[[ Materials provided, beginning ]]

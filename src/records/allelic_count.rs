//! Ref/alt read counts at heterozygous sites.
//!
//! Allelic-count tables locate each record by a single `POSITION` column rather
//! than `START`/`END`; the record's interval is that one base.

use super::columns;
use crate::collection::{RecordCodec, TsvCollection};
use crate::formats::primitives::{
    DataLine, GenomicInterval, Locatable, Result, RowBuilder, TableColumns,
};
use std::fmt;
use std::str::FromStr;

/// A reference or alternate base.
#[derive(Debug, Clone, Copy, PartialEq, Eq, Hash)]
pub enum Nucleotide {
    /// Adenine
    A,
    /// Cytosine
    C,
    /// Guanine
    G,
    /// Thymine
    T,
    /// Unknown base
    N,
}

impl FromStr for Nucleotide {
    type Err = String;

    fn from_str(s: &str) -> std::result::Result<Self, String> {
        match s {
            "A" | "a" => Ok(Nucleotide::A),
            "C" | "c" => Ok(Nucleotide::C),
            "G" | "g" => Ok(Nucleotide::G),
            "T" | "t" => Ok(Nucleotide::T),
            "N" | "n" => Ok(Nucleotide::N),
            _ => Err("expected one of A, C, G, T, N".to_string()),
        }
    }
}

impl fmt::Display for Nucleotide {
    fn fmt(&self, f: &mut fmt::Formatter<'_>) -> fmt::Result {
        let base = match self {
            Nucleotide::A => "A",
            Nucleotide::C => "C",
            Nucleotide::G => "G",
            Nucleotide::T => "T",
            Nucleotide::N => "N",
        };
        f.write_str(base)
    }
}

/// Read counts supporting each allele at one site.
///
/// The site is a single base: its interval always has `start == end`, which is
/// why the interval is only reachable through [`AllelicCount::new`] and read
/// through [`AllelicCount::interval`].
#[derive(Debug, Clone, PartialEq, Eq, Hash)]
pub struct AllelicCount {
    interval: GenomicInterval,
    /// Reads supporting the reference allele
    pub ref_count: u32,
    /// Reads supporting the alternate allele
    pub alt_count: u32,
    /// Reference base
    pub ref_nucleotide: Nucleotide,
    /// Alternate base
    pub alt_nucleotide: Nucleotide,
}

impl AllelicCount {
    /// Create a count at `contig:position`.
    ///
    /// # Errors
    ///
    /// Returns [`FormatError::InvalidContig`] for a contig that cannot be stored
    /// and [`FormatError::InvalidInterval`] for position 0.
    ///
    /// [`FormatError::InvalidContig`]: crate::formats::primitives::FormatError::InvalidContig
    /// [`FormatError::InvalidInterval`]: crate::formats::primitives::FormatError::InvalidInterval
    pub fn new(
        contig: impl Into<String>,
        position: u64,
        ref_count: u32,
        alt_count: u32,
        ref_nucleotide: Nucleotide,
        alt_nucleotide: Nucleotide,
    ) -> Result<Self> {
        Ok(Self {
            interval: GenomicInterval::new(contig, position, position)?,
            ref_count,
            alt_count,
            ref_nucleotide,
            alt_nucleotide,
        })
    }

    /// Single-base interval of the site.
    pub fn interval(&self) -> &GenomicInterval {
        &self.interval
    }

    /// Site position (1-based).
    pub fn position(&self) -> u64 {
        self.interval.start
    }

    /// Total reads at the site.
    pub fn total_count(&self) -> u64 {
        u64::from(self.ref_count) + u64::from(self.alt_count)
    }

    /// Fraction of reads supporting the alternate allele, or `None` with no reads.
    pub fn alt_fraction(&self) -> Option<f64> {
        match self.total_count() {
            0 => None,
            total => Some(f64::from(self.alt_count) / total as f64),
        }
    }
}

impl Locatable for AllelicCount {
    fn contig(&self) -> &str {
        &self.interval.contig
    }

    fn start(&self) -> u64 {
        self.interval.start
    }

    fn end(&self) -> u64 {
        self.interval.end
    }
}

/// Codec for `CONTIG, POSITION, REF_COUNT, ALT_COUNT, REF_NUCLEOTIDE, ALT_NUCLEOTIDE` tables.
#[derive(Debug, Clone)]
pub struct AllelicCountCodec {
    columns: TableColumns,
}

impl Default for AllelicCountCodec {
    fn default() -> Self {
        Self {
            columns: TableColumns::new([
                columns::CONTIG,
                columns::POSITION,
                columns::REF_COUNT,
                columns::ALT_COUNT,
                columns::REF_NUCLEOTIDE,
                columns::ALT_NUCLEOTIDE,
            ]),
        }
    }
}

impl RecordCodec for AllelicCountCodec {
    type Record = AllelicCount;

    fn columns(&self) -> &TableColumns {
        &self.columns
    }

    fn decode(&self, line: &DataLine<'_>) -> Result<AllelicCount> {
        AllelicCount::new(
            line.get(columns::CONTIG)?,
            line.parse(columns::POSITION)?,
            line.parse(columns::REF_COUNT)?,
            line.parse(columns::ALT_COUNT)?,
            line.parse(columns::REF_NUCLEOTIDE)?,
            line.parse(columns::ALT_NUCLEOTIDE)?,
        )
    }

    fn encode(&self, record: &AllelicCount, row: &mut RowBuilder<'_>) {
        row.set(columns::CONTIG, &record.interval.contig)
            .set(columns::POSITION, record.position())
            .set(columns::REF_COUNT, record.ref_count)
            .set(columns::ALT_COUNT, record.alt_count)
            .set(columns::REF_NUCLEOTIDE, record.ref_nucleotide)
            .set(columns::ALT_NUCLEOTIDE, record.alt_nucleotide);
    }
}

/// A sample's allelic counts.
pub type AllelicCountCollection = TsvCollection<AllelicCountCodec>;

[[ Materials provided, end ]]

• _What to produce_: Copy out all the lines of the records that include "Clone".

• _Written answer_:
#[derive(Debug, Clone, Copy, PartialEq, Eq, Hash)]
#[derive(Debug, Clone, PartialEq, Eq, Hash)]
#[derive(Debug, Clone)]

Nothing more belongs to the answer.